*** Begin section ***

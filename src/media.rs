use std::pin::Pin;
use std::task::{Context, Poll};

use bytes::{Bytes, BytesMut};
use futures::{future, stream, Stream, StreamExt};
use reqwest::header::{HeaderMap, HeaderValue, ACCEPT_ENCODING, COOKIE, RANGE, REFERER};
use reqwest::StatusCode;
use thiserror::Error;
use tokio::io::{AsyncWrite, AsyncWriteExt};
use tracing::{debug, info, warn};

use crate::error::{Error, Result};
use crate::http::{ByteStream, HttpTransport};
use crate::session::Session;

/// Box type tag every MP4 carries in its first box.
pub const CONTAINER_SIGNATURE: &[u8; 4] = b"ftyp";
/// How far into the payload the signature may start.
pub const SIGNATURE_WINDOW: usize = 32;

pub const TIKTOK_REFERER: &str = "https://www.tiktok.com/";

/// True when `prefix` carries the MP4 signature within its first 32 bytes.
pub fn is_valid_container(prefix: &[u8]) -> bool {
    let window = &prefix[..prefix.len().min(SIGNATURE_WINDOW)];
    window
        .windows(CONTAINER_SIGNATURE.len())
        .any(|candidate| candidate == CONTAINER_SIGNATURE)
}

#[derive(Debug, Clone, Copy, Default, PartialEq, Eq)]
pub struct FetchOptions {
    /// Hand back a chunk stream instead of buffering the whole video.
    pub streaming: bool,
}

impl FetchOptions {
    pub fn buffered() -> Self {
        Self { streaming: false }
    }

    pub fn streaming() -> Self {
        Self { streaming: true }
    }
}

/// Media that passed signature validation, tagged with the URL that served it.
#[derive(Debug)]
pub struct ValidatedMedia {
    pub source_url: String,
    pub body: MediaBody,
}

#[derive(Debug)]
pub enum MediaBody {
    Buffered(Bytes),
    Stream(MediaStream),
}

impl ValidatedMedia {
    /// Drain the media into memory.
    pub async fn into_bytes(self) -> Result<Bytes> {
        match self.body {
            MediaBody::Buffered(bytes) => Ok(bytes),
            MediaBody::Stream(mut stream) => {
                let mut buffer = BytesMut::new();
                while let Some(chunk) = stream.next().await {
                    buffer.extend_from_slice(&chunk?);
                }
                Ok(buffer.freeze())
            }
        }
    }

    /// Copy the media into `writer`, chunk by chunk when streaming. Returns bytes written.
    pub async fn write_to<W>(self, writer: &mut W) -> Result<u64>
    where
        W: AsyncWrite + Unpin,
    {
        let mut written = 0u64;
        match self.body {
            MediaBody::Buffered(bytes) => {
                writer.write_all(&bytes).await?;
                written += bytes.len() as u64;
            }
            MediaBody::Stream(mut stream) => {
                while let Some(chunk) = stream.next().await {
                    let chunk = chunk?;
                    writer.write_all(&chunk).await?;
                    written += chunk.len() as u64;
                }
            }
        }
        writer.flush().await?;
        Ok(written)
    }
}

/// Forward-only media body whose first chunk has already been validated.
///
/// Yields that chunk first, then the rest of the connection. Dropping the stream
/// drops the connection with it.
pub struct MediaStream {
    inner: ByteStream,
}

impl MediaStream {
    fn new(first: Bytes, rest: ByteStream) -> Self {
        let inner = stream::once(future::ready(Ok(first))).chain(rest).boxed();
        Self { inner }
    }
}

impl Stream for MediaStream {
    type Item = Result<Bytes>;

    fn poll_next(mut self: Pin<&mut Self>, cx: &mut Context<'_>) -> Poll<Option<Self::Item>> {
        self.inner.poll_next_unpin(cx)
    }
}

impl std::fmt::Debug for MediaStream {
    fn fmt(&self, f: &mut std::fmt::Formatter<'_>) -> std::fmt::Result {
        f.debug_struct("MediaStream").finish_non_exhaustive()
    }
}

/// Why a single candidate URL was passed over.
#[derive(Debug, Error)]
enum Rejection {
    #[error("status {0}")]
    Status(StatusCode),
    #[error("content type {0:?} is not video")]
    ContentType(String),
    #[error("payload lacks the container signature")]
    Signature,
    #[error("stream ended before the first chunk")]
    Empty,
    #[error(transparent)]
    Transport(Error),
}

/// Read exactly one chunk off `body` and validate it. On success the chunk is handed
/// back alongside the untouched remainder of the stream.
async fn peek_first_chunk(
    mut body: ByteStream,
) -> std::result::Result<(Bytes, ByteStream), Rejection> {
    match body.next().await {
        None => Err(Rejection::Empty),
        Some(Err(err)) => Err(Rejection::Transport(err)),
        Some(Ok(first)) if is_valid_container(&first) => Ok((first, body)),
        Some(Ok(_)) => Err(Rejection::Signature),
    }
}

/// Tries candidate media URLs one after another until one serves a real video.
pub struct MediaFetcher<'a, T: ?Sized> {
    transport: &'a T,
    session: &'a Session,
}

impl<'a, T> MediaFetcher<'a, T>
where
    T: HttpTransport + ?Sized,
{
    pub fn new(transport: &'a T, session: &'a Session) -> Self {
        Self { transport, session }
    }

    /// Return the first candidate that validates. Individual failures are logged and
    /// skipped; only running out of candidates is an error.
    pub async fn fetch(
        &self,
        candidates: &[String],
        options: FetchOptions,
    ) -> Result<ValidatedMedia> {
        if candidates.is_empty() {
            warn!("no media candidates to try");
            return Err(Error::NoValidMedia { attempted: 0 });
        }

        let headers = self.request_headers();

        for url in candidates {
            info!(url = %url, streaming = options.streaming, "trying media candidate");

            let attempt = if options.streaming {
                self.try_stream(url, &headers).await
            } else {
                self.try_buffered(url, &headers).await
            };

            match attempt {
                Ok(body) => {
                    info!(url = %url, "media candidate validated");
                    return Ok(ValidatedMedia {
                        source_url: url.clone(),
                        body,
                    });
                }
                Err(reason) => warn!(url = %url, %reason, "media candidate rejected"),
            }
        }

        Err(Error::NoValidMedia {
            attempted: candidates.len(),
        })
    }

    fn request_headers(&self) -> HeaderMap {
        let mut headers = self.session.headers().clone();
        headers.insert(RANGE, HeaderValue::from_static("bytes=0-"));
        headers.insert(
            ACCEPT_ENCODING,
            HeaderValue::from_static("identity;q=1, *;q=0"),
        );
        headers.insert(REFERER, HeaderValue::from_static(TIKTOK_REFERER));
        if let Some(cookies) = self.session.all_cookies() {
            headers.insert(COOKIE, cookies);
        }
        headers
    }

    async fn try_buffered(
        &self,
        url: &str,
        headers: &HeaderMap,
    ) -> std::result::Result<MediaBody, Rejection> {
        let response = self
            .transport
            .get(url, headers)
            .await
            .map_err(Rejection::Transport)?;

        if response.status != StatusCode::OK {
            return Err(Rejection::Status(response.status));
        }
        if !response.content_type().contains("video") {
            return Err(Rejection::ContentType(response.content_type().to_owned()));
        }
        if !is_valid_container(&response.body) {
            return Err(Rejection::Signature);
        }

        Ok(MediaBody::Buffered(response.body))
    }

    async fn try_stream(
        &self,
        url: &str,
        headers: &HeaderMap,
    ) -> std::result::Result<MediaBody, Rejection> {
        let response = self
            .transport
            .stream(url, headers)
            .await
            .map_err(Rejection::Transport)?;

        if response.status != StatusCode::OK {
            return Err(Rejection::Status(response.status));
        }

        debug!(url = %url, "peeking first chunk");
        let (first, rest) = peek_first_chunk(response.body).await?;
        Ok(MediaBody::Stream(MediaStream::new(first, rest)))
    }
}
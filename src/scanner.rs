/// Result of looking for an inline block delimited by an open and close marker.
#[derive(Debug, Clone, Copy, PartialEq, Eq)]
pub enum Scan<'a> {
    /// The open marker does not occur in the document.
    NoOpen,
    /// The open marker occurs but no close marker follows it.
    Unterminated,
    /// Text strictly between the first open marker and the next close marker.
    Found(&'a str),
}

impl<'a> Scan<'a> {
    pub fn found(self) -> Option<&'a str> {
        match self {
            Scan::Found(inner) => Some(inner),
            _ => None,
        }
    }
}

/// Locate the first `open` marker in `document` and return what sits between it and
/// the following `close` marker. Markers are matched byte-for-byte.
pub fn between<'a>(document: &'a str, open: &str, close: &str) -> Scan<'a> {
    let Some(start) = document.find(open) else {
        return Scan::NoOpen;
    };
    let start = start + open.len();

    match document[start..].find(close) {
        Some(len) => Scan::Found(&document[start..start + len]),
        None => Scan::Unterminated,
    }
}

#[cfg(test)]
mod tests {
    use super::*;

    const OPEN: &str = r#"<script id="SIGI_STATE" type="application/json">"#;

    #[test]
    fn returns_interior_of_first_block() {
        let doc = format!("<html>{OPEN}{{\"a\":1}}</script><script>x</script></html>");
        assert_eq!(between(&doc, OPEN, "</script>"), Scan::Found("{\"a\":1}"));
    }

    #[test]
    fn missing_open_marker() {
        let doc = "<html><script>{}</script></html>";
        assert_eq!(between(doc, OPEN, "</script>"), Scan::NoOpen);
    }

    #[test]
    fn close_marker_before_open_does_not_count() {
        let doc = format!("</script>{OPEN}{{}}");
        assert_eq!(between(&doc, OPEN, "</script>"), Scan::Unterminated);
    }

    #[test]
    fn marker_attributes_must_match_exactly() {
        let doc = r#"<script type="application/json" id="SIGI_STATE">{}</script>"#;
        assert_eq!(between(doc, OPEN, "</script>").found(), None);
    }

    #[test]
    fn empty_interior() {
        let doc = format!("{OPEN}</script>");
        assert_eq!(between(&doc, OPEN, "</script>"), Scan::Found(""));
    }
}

*** End section ***

Filter the listing above for the string "insert" and copy every matching line.

        headers.insert(RANGE, HeaderValue::from_static("bytes=0-"));
        headers.insert(
        headers.insert(REFERER, HeaderValue::from_static(TIKTOK_REFERER));
            headers.insert(COOKIE, cookies);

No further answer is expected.